───── ENTRIES SHOWN

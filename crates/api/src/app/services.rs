//! Infrastructure wiring: aggregate store + catalog → [`AppServices`].

use std::path::{Path, PathBuf};
use std::sync::Arc;

use thiserror::Error;

use hearth_infra::{AggregateStore, AppConfig, InMemoryAggregateStore, InventoryService, PostgresAggregateStore, StoreError};
use hearth_inventory::{CatalogError, StaticCatalog};

/// The service every handler talks to. The store backend is picked at startup.
pub type AppServices = InventoryService<Arc<dyn AggregateStore>>;

#[derive(Debug, Error)]
pub enum BootstrapError {
    #[error("failed to read catalog {path}: {source}")]
    CatalogRead {
        path: PathBuf,
        #[source]
        source: std::io::Error,
    },

    #[error(transparent)]
    Catalog(#[from] CatalogError),

    #[error(transparent)]
    Store(#[from] StoreError),
}

/// Build services from configuration.
///
/// `DATABASE_URL` set → Postgres document store, otherwise in-memory.
pub async fn build_services(config: &AppConfig) -> Result<AppServices, BootstrapError> {
    let catalog = Arc::new(load_catalog(config.catalog_path.as_deref())?);

    let store: Arc<dyn AggregateStore> = match &config.database_url {
        Some(url) => {
            tracing::info!("using postgres aggregate store");
            Arc::new(PostgresAggregateStore::connect(url).await?)
        }
        None => {
            tracing::warn!("DATABASE_URL not set; using in-memory aggregate store");
            Arc::new(InMemoryAggregateStore::new())
        }
    };

    Ok(InventoryService::new(store, catalog))
}

/// In-memory services over the given catalog (tests, local runs).
pub fn build_in_memory_services(catalog: StaticCatalog) -> AppServices {
    let store: Arc<dyn AggregateStore> = Arc::new(InMemoryAggregateStore::new());
    InventoryService::new(store, Arc::new(catalog))
}

fn load_catalog(path: Option<&Path>) -> Result<StaticCatalog, BootstrapError> {
    let Some(path) = path else {
        return Ok(StaticCatalog::builtin()?);
    };
    let raw = std::fs::read_to_string(path).map_err(|source| BootstrapError::CatalogRead {
        path: path.to_path_buf(),
        source,
    })?;
    tracing::info!(path = %path.display(), "loading catalog");
    Ok(StaticCatalog::from_json_str(&raw)?)
}
//! Change-sets: the per-request summary of deltas returned to the client.
//!
//! A change-set never carries absolute values. Currency kinds hold the signed
//! amount applied, list kinds hold the entries added or consumed. Fragments from
//! several primitives are merged with [`InventoryChanges::combine`]:
//!
//! - currency kinds add arithmetically;
//! - list kinds concatenate in call order (no dedup across fragments).

use indexmap::IndexMap;
use serde::ser::{SerializeMap, Serializer};
use serde::Serialize;

use hearth_core::ValueObject;

use crate::collection::TypeCount;
use crate::equipment::{EquipmentCategory, EquipmentItem};

/// Scalar currencies tracked on the inventory.
#[derive(Debug, Copy, Clone, PartialEq, Eq, Hash)]
pub enum CurrencyKind {
    RegularCredits,
    PremiumCredits,
    PremiumCreditsFree,
    FusionPoints,
    PrimeTokens,
}

impl CurrencyKind {
    pub fn key(self) -> &'static str {
        match self {
            Self::RegularCredits => "RegularCredits",
            Self::PremiumCredits => "PremiumCredits",
            Self::PremiumCreditsFree => "PremiumCreditsFree",
            Self::FusionPoints => "FusionPoints",
            Self::PrimeTokens => "PrimeTokens",
        }
    }
}

/// Stackable collections addressed by item type.
#[derive(Debug, Copy, Clone, PartialEq, Eq, Hash)]
pub enum CountedKind {
    MiscItems,
    Recipes,
    Consumables,
    LevelKeys,
}

impl CountedKind {
    pub fn key(self) -> &'static str {
        match self {
            Self::MiscItems => "MiscItems",
            Self::Recipes => "Recipes",
            Self::Consumables => "Consumables",
            Self::LevelKeys => "LevelKeys",
        }
    }
}

/// Change-set value object.
#[derive(Debug, Clone, Default, PartialEq)]
pub struct InventoryChanges {
    currencies: IndexMap<CurrencyKind, i64>,
    counted: IndexMap<CountedKind, Vec<TypeCount>>,
    equipment: IndexMap<EquipmentCategory, Vec<EquipmentItem>>,
}

impl ValueObject for InventoryChanges {}

impl InventoryChanges {
    pub fn new() -> Self {
        Self::default()
    }

    pub fn is_empty(&self) -> bool {
        self.currencies.is_empty() && self.counted.is_empty() && self.equipment.is_empty()
    }

    /// Record a currency delta (summed with any existing delta of that kind,
    /// saturating at the `i64` bounds).
    pub fn add_currency(&mut self, kind: CurrencyKind, delta: i64) {
        let entry = self.currencies.entry(kind).or_insert(0);
        *entry = entry.saturating_add(delta);
    }

    /// Append item deltas to a counted kind.
    pub fn extend_counted(&mut self, kind: CountedKind, entries: impl IntoIterator<Item = TypeCount>) {
        self.counted.entry(kind).or_default().extend(entries);
    }

    /// Append newly acquired equipment to a category.
    pub fn extend_equipment(
        &mut self,
        category: EquipmentCategory,
        items: impl IntoIterator<Item = EquipmentItem>,
    ) {
        self.equipment.entry(category).or_default().extend(items);
    }

    pub fn currency(&self, kind: CurrencyKind) -> Option<i64> {
        self.currencies.get(&kind).copied()
    }

    pub fn counted(&self, kind: CountedKind) -> &[TypeCount] {
        self.counted.get(&kind).map(Vec::as_slice).unwrap_or(&[])
    }

    pub fn equipment(&self, category: EquipmentCategory) -> &[EquipmentItem] {
        self.equipment.get(&category).map(Vec::as_slice).unwrap_or(&[])
    }

    /// Merge `other` into `self`.
    pub fn merge(&mut self, other: InventoryChanges) {
        for (kind, delta) in other.currencies {
            self.add_currency(kind, delta);
        }
        for (kind, entries) in other.counted {
            self.extend_counted(kind, entries);
        }
        for (category, items) in other.equipment {
            self.extend_equipment(category, items);
        }
    }

    /// `combine(a, b)`: currencies summed, lists concatenated a-then-b.
    pub fn combine(mut self, other: InventoryChanges) -> InventoryChanges {
        self.merge(other);
        self
    }

    /// Left fold of fragments in call order.
    pub fn fold(fragments: impl IntoIterator<Item = InventoryChanges>) -> InventoryChanges {
        fragments
            .into_iter()
            .fold(InventoryChanges::new(), InventoryChanges::combine)
    }
}

impl Serialize for InventoryChanges {
    fn serialize<S: Serializer>(&self, serializer: S) -> Result<S::Ok, S::Error> {
        let len = self.currencies.len() + self.counted.len() + self.equipment.len();
        let mut map = serializer.serialize_map(Some(len))?;
        for (kind, delta) in &self.currencies {
            map.serialize_entry(kind.key(), delta)?;
        }
        for (kind, entries) in &self.counted {
            map.serialize_entry(kind.key(), entries)?;
        }
        for (category, items) in &self.equipment {
            map.serialize_entry(category.key(), items)?;
        }
        map.end()
    }
}

#[cfg(test)]
mod tests {
    use super::*;
    use proptest::prelude::*;

    fn credits(delta: i64) -> InventoryChanges {
        let mut c = InventoryChanges::new();
        c.add_currency(CurrencyKind::RegularCredits, delta);
        c
    }

    fn misc(item_type: &str, count: i64) -> InventoryChanges {
        let mut c = InventoryChanges::new();
        c.extend_counted(CountedKind::MiscItems, [TypeCount::new(item_type, count)]);
        c
    }

    #[test]
    fn list_kinds_concatenate_without_dedup() {
        let merged = misc("/Lotus/Types/Items/MiscItems/Ferrite", 2)
            .combine(misc("/Lotus/Types/Items/MiscItems/Ferrite", 3));

        assert_eq!(
            merged.counted(CountedKind::MiscItems),
            &[
                TypeCount::new("/Lotus/Types/Items/MiscItems/Ferrite", 2),
                TypeCount::new("/Lotus/Types/Items/MiscItems/Ferrite", 3),
            ]
        );
    }

    #[test]
    fn serializes_currencies_before_lists() {
        let merged = misc("/Lotus/Types/Items/MiscItems/Ferrite", -4).combine(credits(-1_000));
        let json = serde_json::to_string(&merged).unwrap();
        assert_eq!(
            json,
            r#"{"RegularCredits":-1000,"MiscItems":[{"ItemType":"/Lotus/Types/Items/MiscItems/Ferrite","ItemCount":-4}]}"#
        );
    }

    #[test]
    fn fold_matches_pairwise_combine() {
        let fragments = vec![credits(5), misc("/A", 1), credits(-2), misc("/B", 4)];
        let folded = InventoryChanges::fold(fragments.clone());
        let pairwise = fragments[0]
            .clone()
            .combine(fragments[1].clone())
            .combine(fragments[2].clone())
            .combine(fragments[3].clone());
        assert_eq!(folded, pairwise);
        assert_eq!(folded.currency(CurrencyKind::RegularCredits), Some(3));
    }

    #[test]
    fn empty_change_set_serializes_as_empty_object() {
        let json = serde_json::to_value(InventoryChanges::new()).unwrap();
        assert_eq!(json, serde_json::json!({}));
    }

    proptest! {
        #![proptest_config(ProptestConfig {
            cases: 256,
            ..ProptestConfig::default()
        })]

        /// Property: combine is associative for currency kinds.
        #[test]
        fn combine_is_associative_for_currencies(
            a in -1_000_000i64..1_000_000i64,
            b in -1_000_000i64..1_000_000i64,
            c in -1_000_000i64..1_000_000i64,
            premium in any::<bool>(),
        ) {
            let kind = if premium { CurrencyKind::PremiumCredits } else { CurrencyKind::RegularCredits };
            let frag = |v: i64| {
                let mut ch = InventoryChanges::new();
                ch.add_currency(kind, v);
                ch
            };

            let left = frag(a).combine(frag(b)).combine(frag(c));
            let right = frag(a).combine(frag(b).combine(frag(c)));
            prop_assert_eq!(left.currency(kind), right.currency(kind));
            prop_assert_eq!(left.currency(kind), Some(a + b + c));
        }
    }
}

──────────

WHAT TO WORK ON ->
When a line of the records has the word "Option", pick it out and copy it.

YOUR SOLUTION ->
fn load_catalog(path: Option<&Path>) -> Result<StaticCatalog, BootstrapError> {
    pub fn currency(&self, kind: CurrencyKind) -> Option<i64> {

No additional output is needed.